Une balade à pas pressés
Pour accéder à la Maison des arts de Saint-Herblain, située dans la banlieue ouest de Nantes, il faut prendre un tram. Tout le long du parcours, le gris du ciel se confond avec celui des façades. La ville est morose en cet après-midi de janvier. Les gens se pressent. Impossible de flâner, de se balader, de se laisser séduire par la belle architecture des maisons cossues des anciens armateurs, des négriers, le couvre-feu à 18 heures oblige à rationaliser son temps. Au pas de courses, hommes, femmes, enfants se pressent, sans regarder alentour. Au loin, une structure de bronze doré apparait. C’est notre point de chute. Accueillant dess enfants pour des activités culturelles, l’endroit, qui respecte à la lettre les restrictions sanitaires, ne semble pas connaître la crise. C’est joyeux, vivant.
Portrait(s) de femme(s)
Non loin de l’escalier habillé d’énorme crayons de couleurs, un petit nombre de programmateurs, de diffuseurs, de journalistes attendent de rentrer en salle. Au programme de cette première journée particulière, trois histoires de femmes. Dans Après Alien, Pauline tremblay se raconte à travers la célèbre quadrilogie de science-fiction, qui a fait de Sigourney Weaver, une icône.
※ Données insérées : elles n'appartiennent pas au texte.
//! NickServ nick reclamation.
//!
//! After a reconnect the server may still hold our previous connection,
//! so we come back as `bot_` instead of `bot`. This state machine asks
//! NickServ to GHOST the stale client and then takes the nick back. A
//! poll keeps retrying in case NickServ never answers.

use tracing::{debug, info};

use super::behavior::strip_metadata;
use crate::irc::Command;

/// Nick of the identity service.
pub const NICKSERV: &str = "NickServ";

/// Progress of the reclamation.
#[derive(Debug, Clone, Copy, PartialEq, Eq)]
pub enum ReclaimPhase {
    /// We hold the desired nick.
    Satisfied,
    /// GHOST (or a nick change) was requested; waiting on NickServ or the server.
    AwaitingRecoveryResponse,
    /// NickServ stayed silent; the poll keeps requesting the nick.
    Polling,
}

/// Reclamation state of one session.
#[derive(Debug, Clone)]
pub struct ReclaimState {
    desired: String,
    actual: String,
    password: String,
    phase: ReclaimPhase,
    polling: bool,
}

impl ReclaimState {
    /// Create the state at sign-on.
    ///
    /// Nothing is requested until [`ReclaimState::evaluate`] runs.
    pub fn new(
        desired: impl Into<String>,
        actual: impl Into<String>,
        password: impl Into<String>,
    ) -> Self {
        let desired = desired.into();
        let actual = actual.into();
        let phase = if desired.eq_ignore_ascii_case(&actual) {
            ReclaimPhase::Satisfied
        } else {
            ReclaimPhase::AwaitingRecoveryResponse
        };
        Self {
            desired,
            actual,
            password: password.into(),
            phase,
            polling: false,
        }
    }

    /// Get the current phase.
    pub fn phase(&self) -> ReclaimPhase {
        self.phase
    }

    /// Whether the poll timer should be running.
    pub fn is_polling(&self) -> bool {
        self.polling
    }

    /// Get the nick we currently hold.
    pub fn actual(&self) -> &str {
        &self.actual
    }

    fn has_desired(&self) -> bool {
        self.desired.eq_ignore_ascii_case(&self.actual)
    }

    fn satisfy(&mut self) {
        self.phase = ReclaimPhase::Satisfied;
        self.polling = false;
    }

    fn request_nick(&self) -> Command {
        Command::Nick(self.desired.clone())
    }

    /// Compare nicks and start a GHOST if they differ.
    ///
    /// Starts the poll if it is not already running.
    pub fn evaluate(&mut self) -> Vec<Command> {
        if self.has_desired() {
            self.satisfy();
            return Vec::new();
        }

        info!("Using GHOST to reclaim nick {}", self.desired);
        self.phase = ReclaimPhase::AwaitingRecoveryResponse;
        self.polling = true;
        vec![Command::privmsg(
            NICKSERV,
            format!("GHOST {} {}", self.desired, self.password),
        )]
    }

    /// React to a NOTICE. Notices from anyone but NickServ are ignored.
    pub fn on_notice(&mut self, user: &str, text: &str) -> Vec<Command> {
        if !strip_metadata(user).eq_ignore_ascii_case(NICKSERV) {
            return Vec::new();
        }

        let text = strip_formatting(text).to_lowercase();
        let text = text.trim();

        if text.starts_with("this nickname is registered and protected") {
            info!("Password requested; identifying with {}", NICKSERV);
            return vec![Command::privmsg(
                NICKSERV,
                format!("IDENTIFY {}", self.password),
            )];
        }

        let ghost_killed = text.starts_with("ghost with your nick") && text.ends_with("has been killed.");
        let not_in_use = text.ends_with("isn't currently in use.");

        if ghost_killed || not_in_use {
            if self.has_desired() {
                debug!("NickServ notice while already holding {}", self.desired);
                return Vec::new();
            }
            if ghost_killed {
                info!("GHOST successful, reclaiming nick {}", self.desired);
            } else {
                info!("GHOST not needed, reclaiming nick {}", self.desired);
            }
            self.phase = ReclaimPhase::AwaitingRecoveryResponse;
            return vec![self.request_nick()];
        }

        debug!("Ignoring NickServ notice: {}", text);
        Vec::new()
    }

    /// Poll tick.
    pub fn on_poll(&mut self) -> Vec<Command> {
        if !self.polling {
            return Vec::new();
        }
        if self.has_desired() {
            debug!("Have desired nick {}, stopping poll", self.desired);
            self.satisfy();
            return Vec::new();
        }
        debug!("Reclaiming desired nick {} in polling", self.desired);
        self.phase = ReclaimPhase::Polling;
        vec![self.request_nick()]
    }

    /// The server confirmed a new nick for us.
    ///
    /// If it is not the desired one and we are already in the channel,
    /// reclamation starts over.
    pub fn on_nick_changed(&mut self, nickname: &str, joined: bool) -> Vec<Command> {
        self.actual = nickname.to_string();
        if self.has_desired() {
            self.satisfy();
            Vec::new()
        } else if joined {
            self.evaluate()
        } else {
            Vec::new()
        }
    }
}

/// Remove mIRC bold, italic, underline, reverse and reset codes.
fn strip_formatting(text: &str) -> String {
    text.chars()
        .filter(|c| !matches!(c, '\x02' | '\x1d' | '\x1f' | '\x16' | '\x0f'))
        .collect()
}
Marion Uguen invoque dans une danse transcendantale impulsée par sa méthode C.O.A ses ancêtres amphibiens. Enfin, l’artiste polonaise Ola Maciejewska revisite la fameuse Dancing dresse de Loïe Fuller.
Une héroïne, une soldate
Suspendue à un câble, Pauline Tremblay apparait par flash. Le corps flottant, elle se rapproche dangereusement de la salle. Figure féminine dans une tenue de pilote militaire, qui gomme les courbes de son corps, elle est Ripley, dernier espoir pour sauver l’humanité. S’inspirant de l’ouvrage d’Olivia Rosenthal, Toutes les femmes sont des aliens (éditions Verticales, 2016), la chorégraphe, performeuse et danseuse, formée au Conservatoire National de Région de Nantes en danse classique et contemporaine, revisite l’héroïne d’Alien pour mieux parler de la place de la femme dans nos sociétés et surligner le regard encore et toujours très suspicieux que porte le monde sur la gente féminine, cet être en qui on ne peut avoir confiance. Enchaînant les parallèles avec sa vie, les choix stratégiques de la femme soldate, elle construit son argumentaire féministe entre danse, acrobatie et théâtre. Le futur de l’humanité n’est-il pas intrinsèquement lié aux mutations, aux transformations profondes initiées par les femmes, ces aliens en puissance ?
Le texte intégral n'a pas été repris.